▸ **Exercise directions**
Once you have checked each line below for the word "count", give the number of lines that have it and nothing further.
Given records Block Start
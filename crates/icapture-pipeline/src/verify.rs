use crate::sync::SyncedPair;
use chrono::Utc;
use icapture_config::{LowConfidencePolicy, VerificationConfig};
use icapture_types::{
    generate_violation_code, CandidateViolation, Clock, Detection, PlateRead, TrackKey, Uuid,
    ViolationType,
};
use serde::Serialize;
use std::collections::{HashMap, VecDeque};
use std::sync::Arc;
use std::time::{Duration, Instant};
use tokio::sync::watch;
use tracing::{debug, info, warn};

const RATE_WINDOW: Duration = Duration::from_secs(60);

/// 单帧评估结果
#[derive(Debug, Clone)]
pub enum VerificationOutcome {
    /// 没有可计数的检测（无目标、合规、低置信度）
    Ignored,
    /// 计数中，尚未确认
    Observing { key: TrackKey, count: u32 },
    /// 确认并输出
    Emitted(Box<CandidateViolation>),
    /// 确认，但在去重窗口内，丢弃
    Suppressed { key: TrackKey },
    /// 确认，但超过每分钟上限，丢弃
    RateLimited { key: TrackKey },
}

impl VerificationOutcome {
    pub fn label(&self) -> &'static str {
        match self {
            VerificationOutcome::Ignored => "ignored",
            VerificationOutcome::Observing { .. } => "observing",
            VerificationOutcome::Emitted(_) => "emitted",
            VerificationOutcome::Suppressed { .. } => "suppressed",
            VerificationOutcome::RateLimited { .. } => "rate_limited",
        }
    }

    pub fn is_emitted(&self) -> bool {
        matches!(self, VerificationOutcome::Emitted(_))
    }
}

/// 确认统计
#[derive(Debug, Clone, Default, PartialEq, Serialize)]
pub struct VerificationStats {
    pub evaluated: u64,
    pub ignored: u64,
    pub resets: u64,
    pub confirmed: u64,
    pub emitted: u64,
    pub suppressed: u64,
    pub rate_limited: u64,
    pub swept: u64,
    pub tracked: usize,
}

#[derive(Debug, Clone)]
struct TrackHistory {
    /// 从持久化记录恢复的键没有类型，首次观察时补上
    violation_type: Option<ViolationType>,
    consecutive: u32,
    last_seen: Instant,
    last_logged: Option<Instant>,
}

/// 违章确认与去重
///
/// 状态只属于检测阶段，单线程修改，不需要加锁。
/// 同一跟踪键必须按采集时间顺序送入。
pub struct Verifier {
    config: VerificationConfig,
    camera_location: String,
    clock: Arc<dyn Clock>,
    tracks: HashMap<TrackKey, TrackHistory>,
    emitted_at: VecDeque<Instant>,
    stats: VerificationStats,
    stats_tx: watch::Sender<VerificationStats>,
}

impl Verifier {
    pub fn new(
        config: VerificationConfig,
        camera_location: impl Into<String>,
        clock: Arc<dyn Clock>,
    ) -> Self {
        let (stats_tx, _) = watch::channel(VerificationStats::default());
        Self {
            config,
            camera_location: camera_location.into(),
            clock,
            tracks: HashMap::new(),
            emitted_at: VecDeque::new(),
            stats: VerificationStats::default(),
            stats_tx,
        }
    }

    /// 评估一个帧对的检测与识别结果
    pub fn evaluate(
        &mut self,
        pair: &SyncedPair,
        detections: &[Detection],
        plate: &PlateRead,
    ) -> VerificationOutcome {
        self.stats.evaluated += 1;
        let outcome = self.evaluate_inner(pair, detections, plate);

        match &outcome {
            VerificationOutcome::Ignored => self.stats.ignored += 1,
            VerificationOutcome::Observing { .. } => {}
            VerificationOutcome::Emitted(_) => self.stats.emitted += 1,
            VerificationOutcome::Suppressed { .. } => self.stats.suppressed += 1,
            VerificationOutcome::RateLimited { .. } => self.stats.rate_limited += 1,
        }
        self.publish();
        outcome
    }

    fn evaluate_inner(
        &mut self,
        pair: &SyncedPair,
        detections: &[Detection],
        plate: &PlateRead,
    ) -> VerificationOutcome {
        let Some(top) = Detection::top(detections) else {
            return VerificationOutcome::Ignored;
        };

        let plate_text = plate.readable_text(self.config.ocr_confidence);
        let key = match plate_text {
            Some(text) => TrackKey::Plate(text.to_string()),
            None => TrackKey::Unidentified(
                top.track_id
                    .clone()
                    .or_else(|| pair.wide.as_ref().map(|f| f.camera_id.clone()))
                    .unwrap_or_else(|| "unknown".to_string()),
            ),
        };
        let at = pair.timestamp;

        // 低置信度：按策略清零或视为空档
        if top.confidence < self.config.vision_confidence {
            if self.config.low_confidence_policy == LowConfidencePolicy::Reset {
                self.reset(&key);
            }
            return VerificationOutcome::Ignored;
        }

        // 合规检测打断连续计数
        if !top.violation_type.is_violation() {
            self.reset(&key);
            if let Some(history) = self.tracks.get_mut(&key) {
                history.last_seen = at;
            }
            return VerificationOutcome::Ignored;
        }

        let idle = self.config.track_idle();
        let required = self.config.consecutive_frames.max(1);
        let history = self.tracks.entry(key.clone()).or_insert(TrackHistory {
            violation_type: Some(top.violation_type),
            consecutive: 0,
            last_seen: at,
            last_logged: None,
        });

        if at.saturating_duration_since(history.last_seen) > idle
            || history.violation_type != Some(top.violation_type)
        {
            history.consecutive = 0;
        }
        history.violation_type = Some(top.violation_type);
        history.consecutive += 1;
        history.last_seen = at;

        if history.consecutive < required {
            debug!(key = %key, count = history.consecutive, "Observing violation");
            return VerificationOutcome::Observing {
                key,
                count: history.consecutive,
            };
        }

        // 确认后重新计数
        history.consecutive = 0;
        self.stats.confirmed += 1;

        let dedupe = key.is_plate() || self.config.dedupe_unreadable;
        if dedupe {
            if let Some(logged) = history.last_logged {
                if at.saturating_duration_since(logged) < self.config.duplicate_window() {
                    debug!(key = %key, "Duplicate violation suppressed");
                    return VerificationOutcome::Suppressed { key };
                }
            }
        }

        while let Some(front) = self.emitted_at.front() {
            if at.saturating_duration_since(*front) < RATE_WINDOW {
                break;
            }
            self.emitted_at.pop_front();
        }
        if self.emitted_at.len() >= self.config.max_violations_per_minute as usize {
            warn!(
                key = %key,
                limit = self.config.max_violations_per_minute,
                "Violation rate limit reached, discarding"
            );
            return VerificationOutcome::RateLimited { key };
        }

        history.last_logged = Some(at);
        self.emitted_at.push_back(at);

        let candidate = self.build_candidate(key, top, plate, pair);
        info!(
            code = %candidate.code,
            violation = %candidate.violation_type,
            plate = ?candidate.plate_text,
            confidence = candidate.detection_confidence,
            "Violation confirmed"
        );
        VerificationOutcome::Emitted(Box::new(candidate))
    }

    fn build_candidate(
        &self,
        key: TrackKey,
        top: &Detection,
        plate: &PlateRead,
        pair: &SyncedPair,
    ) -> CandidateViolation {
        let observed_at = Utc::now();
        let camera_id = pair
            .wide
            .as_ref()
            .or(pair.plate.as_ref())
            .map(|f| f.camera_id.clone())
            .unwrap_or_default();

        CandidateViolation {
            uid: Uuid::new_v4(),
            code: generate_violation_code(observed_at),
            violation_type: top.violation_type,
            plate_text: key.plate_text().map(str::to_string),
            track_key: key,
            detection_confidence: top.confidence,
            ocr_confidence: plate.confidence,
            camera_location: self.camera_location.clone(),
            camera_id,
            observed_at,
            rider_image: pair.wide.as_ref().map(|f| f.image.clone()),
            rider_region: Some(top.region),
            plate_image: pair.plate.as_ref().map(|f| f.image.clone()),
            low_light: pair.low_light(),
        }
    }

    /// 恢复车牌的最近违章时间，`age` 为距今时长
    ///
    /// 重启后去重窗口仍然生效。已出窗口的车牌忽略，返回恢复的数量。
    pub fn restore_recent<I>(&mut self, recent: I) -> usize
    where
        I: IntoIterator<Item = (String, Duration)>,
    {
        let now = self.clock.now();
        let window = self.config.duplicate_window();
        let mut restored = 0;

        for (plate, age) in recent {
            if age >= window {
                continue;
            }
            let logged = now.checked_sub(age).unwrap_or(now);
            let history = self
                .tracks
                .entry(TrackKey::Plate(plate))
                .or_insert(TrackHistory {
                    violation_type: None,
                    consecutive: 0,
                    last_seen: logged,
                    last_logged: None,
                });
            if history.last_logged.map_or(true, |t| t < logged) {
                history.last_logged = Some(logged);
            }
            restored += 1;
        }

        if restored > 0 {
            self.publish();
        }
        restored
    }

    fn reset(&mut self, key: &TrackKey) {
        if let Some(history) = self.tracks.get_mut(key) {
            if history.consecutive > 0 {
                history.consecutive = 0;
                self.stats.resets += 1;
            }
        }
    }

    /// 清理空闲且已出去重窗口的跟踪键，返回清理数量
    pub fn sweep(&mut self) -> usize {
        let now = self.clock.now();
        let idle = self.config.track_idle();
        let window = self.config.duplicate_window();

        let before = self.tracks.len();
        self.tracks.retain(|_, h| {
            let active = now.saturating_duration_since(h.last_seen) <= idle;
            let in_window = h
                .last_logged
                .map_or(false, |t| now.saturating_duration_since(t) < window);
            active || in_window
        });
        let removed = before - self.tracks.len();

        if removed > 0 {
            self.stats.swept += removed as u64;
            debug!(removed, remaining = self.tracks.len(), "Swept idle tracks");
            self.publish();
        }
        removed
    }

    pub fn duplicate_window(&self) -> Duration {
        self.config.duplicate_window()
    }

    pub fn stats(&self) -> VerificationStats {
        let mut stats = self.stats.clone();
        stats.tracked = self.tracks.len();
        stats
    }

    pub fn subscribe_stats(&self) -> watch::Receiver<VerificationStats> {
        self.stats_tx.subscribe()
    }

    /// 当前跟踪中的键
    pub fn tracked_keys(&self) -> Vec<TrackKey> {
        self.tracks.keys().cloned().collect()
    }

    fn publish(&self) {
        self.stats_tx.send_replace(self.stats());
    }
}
Given records Block End
▸ **Expected output**
3